- **TASK BRIEF**: Which lines in the data below contain the word "AsRef"? Pull each of them out.

- **GIVEN INFORMATION**:
● ● ● ●

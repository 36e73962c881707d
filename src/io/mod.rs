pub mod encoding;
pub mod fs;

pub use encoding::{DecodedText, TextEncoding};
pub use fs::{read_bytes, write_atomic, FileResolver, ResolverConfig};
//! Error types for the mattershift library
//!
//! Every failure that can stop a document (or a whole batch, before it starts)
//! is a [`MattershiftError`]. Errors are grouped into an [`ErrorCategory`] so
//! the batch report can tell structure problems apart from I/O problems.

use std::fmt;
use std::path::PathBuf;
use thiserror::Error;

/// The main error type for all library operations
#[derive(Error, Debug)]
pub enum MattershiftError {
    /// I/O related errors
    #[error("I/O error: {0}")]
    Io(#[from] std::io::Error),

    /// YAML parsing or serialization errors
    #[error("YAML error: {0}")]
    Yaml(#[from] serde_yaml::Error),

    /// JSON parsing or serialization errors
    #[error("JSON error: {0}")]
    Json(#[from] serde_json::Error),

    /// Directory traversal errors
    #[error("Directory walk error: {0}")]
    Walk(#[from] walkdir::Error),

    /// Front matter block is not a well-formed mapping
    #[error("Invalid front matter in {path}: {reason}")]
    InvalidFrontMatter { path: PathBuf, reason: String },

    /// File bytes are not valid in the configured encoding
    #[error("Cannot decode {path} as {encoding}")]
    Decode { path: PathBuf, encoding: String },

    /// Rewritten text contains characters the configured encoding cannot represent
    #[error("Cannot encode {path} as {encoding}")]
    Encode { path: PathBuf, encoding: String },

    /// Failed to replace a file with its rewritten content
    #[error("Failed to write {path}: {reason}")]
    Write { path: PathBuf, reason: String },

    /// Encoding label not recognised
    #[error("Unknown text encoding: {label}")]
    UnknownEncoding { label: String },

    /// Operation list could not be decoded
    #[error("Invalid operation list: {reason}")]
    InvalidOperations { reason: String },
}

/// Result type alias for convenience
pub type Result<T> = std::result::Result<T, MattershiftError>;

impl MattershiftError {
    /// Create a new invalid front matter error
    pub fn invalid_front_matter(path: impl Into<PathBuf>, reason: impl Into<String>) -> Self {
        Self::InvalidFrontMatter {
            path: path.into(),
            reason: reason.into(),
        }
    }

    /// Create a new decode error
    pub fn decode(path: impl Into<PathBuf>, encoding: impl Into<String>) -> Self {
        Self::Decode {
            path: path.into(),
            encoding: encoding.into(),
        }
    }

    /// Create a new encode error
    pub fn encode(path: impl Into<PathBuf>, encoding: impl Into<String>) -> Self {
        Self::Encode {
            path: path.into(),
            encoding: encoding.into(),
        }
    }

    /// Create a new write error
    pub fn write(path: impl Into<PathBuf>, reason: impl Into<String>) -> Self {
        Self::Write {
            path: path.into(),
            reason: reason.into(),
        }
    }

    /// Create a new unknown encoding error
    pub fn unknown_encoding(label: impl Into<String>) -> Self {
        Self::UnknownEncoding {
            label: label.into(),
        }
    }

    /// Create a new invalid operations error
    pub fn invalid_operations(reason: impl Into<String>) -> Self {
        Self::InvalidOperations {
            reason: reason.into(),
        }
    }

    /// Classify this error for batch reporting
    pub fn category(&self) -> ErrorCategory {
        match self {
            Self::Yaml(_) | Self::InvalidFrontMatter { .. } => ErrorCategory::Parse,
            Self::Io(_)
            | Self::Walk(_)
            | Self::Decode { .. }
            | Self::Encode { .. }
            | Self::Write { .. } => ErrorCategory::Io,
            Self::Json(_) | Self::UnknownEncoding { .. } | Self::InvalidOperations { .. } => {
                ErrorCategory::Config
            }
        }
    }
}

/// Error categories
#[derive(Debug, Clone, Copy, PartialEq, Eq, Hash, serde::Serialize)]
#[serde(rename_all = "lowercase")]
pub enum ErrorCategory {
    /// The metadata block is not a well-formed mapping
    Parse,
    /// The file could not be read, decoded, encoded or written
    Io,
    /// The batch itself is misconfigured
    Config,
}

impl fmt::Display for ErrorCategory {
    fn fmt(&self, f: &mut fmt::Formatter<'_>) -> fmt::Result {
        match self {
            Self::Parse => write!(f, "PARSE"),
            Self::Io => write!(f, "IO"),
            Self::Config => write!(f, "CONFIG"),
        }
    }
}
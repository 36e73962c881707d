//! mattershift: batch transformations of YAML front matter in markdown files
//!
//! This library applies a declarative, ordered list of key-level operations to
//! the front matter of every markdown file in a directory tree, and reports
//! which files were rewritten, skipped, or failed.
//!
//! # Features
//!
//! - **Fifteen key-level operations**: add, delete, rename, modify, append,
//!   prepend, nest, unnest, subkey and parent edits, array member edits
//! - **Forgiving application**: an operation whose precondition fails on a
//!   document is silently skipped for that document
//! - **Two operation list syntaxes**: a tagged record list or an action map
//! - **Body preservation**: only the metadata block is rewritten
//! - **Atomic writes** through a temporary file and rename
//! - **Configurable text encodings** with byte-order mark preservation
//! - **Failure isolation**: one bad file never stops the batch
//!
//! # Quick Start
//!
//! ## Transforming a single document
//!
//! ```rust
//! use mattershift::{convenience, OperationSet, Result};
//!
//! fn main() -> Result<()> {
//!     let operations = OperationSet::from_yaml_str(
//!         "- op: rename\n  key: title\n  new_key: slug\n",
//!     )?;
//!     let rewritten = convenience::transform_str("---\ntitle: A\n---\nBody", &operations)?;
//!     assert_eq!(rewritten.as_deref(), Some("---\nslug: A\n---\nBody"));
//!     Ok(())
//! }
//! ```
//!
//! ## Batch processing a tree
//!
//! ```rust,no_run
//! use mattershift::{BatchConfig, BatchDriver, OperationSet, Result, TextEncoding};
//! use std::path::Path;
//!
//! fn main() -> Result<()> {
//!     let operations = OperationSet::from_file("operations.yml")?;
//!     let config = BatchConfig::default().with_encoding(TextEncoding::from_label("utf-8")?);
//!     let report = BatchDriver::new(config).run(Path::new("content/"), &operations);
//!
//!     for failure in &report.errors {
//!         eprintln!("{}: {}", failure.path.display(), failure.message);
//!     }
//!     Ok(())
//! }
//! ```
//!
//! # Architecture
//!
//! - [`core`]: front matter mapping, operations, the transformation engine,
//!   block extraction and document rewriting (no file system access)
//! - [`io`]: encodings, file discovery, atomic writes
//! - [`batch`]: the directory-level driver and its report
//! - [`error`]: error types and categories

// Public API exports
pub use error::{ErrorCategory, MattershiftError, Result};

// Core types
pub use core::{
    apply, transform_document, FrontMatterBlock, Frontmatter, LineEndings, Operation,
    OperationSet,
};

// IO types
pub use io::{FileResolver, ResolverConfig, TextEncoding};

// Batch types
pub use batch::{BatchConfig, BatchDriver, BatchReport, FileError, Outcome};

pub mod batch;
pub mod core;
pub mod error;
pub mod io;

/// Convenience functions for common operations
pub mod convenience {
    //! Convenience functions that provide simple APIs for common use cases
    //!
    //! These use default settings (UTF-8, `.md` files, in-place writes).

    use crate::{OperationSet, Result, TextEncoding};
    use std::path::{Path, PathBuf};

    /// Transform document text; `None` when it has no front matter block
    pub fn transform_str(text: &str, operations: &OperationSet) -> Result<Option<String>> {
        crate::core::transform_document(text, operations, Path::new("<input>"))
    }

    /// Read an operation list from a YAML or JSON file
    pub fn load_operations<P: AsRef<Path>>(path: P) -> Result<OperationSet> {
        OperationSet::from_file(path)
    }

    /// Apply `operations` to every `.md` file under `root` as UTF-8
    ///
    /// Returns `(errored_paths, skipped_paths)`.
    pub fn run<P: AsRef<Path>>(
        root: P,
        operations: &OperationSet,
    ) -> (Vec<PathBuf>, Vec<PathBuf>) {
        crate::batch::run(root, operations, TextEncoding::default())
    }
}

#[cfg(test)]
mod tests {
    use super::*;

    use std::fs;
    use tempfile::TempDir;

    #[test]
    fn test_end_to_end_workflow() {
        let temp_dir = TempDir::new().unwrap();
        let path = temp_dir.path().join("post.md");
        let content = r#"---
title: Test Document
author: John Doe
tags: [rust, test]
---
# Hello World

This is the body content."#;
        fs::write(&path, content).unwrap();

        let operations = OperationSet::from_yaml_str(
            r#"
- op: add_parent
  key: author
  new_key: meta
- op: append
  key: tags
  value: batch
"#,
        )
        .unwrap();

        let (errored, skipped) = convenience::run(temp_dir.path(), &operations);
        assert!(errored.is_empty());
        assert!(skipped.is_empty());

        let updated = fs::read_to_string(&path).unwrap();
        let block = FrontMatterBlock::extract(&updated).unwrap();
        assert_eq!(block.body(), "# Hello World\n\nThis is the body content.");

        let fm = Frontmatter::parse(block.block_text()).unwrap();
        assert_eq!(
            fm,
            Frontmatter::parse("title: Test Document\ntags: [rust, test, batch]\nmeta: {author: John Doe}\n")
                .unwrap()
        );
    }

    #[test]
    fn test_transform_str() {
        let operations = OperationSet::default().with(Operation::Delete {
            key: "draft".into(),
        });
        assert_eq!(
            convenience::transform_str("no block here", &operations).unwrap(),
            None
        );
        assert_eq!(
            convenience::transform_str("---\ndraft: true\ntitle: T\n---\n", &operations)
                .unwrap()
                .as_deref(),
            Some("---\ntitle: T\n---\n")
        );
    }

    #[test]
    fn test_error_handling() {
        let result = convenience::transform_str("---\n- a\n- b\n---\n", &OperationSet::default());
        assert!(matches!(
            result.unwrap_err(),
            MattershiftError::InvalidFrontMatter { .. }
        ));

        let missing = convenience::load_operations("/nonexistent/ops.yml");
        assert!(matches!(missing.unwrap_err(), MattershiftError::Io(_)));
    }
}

● ● ● ●

- **YOUR SOLUTION**:
    pub fn load_operations<P: AsRef<Path>>(path: P) -> Result<OperationSet> {
    pub fn run<P: AsRef<Path>>(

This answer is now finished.